INSTRUCTIONS FOR THE TASK. Copy the lines below verbatim. Begin with the first and end with the line containing "pub fn wild_capture_effort(capture_rank: u8, random_slots: u8)".

SOURCE MATERIAL.
______________________________
/*
* 遗传概率模型
* 开发心理过程:
* 1. 所有概率按独立期望折算进标量工时，不模拟游戏的RNG
* 2. 词条遗传：孩子从双亲词条池里恰好抽中想要的那个子集的概率，
*    由"恰好直传k条"的权重表除以组合数得到
* 3. 野外捕捉：捕捉等级给出期望捕捉耗时，再除以"身上恰好滚出k条随机词条"的概率
* 4. 常数全部表驱动，换成实测数据只要改表
*/

use crate::encoding::effort::{Effort, Probability};

// 孩子恰好从双亲词条池直传0..=4条的权重
const DIRECT_INHERIT_WEIGHTS: [f64; 5] = [0.08, 0.22, 0.30, 0.25, 0.15];

// 野生个体身上恰好滚出0..=4条随机词条的概率
const WILD_PASSIVE_COUNT_PROB: [f64; 5] = [0.40, 0.30, 0.20, 0.08, 0.02];

// 捕捉等级1..=10对应的期望捕捉耗时（分钟），涵盖找怪、削血、丢球
const CAPTURE_MINUTES_BY_RANK: [f64; 10] =
    [3.0, 5.0, 8.0, 12.0, 18.0, 25.0, 35.0, 50.0, 70.0, 100.0];

// 游戏里每只帕鲁同时生效的词条上限
pub const GAME_PASSIVE_CAP: usize = 4;

fn binomial(n: usize, k: usize) -> f64 {
    if k > n {
        return 0.0;
    }
    let k = k.min(n - k);
    let mut result = 1.0f64;
    for i in 0..k {
        result = result * (n - i) as f64 / (i + 1) as f64;
    }
    result
}

// 双亲合并词条池大小为pool_size时，孩子恰好继承指定的want条的概率
pub fn exact_subset_probability(pool_size: usize, want: usize) -> Probability {
    if want > GAME_PASSIVE_CAP || want > pool_size {
        return Probability::ZERO;
    }
    if pool_size == 0 {
        // 没有词条可传，空集必然出现
        return Probability::CERTAIN;
    }
    let ways = binomial(pool_size, want);
    if ways <= 0.0 {
        return Probability::ZERO;
    }
    Probability::from_f64(DIRECT_INHERIT_WEIGHTS[want] / ways)
}

pub fn wild_passive_probability(random_slots: u8) -> f64 {
    WILD_PASSIVE_COUNT_PROB
        .get(random_slots as usize)
        .copied()
        .unwrap_or(0.0)
}

pub fn expected_capture_minutes(capture_rank: u8) -> f64 {
    let index = capture_rank.clamp(1, 10) as usize - 1;
    CAPTURE_MINUTES_BY_RANK[index]
}

// 野外捕捉一只恰好带random_slots条随机词条的期望工时
pub fn wild_capture_effort(capture_rank: u8, random_slots: u8) -> Effort {
    let base = expected_capture_minutes(capture_rank);
    let probability = wild_passive_probability(random_slots);
    Effort::from_minutes(base).scaled_by_probability(Probability::from_f64(probability))
}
______________________________
THE COMPLETED TASK.
/*
* 遗传概率模型
* 开发心理过程:
* 1. 所有概率按独立期望折算进标量工时，不模拟游戏的RNG
* 2. 词条遗传：孩子从双亲词条池里恰好抽中想要的那个子集的概率，
*    由"恰好直传k条"的权重表除以组合数得到
* 3. 野外捕捉：捕捉等级给出期望捕捉耗时，再除以"身上恰好滚出k条随机词条"的概率
* 4. 常数全部表驱动，换成实测数据只要改表
*/

use crate::encoding::effort::{Effort, Probability};

// 孩子恰好从双亲词条池直传0..=4条的权重
const DIRECT_INHERIT_WEIGHTS: [f64; 5] = [0.08, 0.22, 0.30, 0.25, 0.15];

// 野生个体身上恰好滚出0..=4条随机词条的概率
const WILD_PASSIVE_COUNT_PROB: [f64; 5] = [0.40, 0.30, 0.20, 0.08, 0.02];

// 捕捉等级1..=10对应的期望捕捉耗时（分钟），涵盖找怪、削血、丢球
const CAPTURE_MINUTES_BY_RANK: [f64; 10] =
    [3.0, 5.0, 8.0, 12.0, 18.0, 25.0, 35.0, 50.0, 70.0, 100.0];

// 游戏里每只帕鲁同时生效的词条上限
pub const GAME_PASSIVE_CAP: usize = 4;

fn binomial(n: usize, k: usize) -> f64 {
    if k > n {
        return 0.0;
    }
    let k = k.min(n - k);
    let mut result = 1.0f64;
    for i in 0..k {
        result = result * (n - i) as f64 / (i + 1) as f64;
    }
    result
}

// 双亲合并词条池大小为pool_size时，孩子恰好继承指定的want条的概率
pub fn exact_subset_probability(pool_size: usize, want: usize) -> Probability {
    if want > GAME_PASSIVE_CAP || want > pool_size {
        return Probability::ZERO;
    }
    if pool_size == 0 {
        // 没有词条可传，空集必然出现
        return Probability::CERTAIN;
    }
    let ways = binomial(pool_size, want);
    if ways <= 0.0 {
        return Probability::ZERO;
    }
    Probability::from_f64(DIRECT_INHERIT_WEIGHTS[want] / ways)
}

pub fn wild_passive_probability(random_slots: u8) -> f64 {
    WILD_PASSIVE_COUNT_PROB
        .get(random_slots as usize)
        .copied()
        .unwrap_or(0.0)
}

pub fn expected_capture_minutes(capture_rank: u8) -> f64 {
    let index = capture_rank.clamp(1, 10) as usize - 1;
    CAPTURE_MINUTES_BY_RANK[index]
}

// 野外捕捉一只恰好带random_slots条随机词条的期望工时
pub fn wild_capture_effort(capture_rank: u8, random_slots: u8) -> Effort {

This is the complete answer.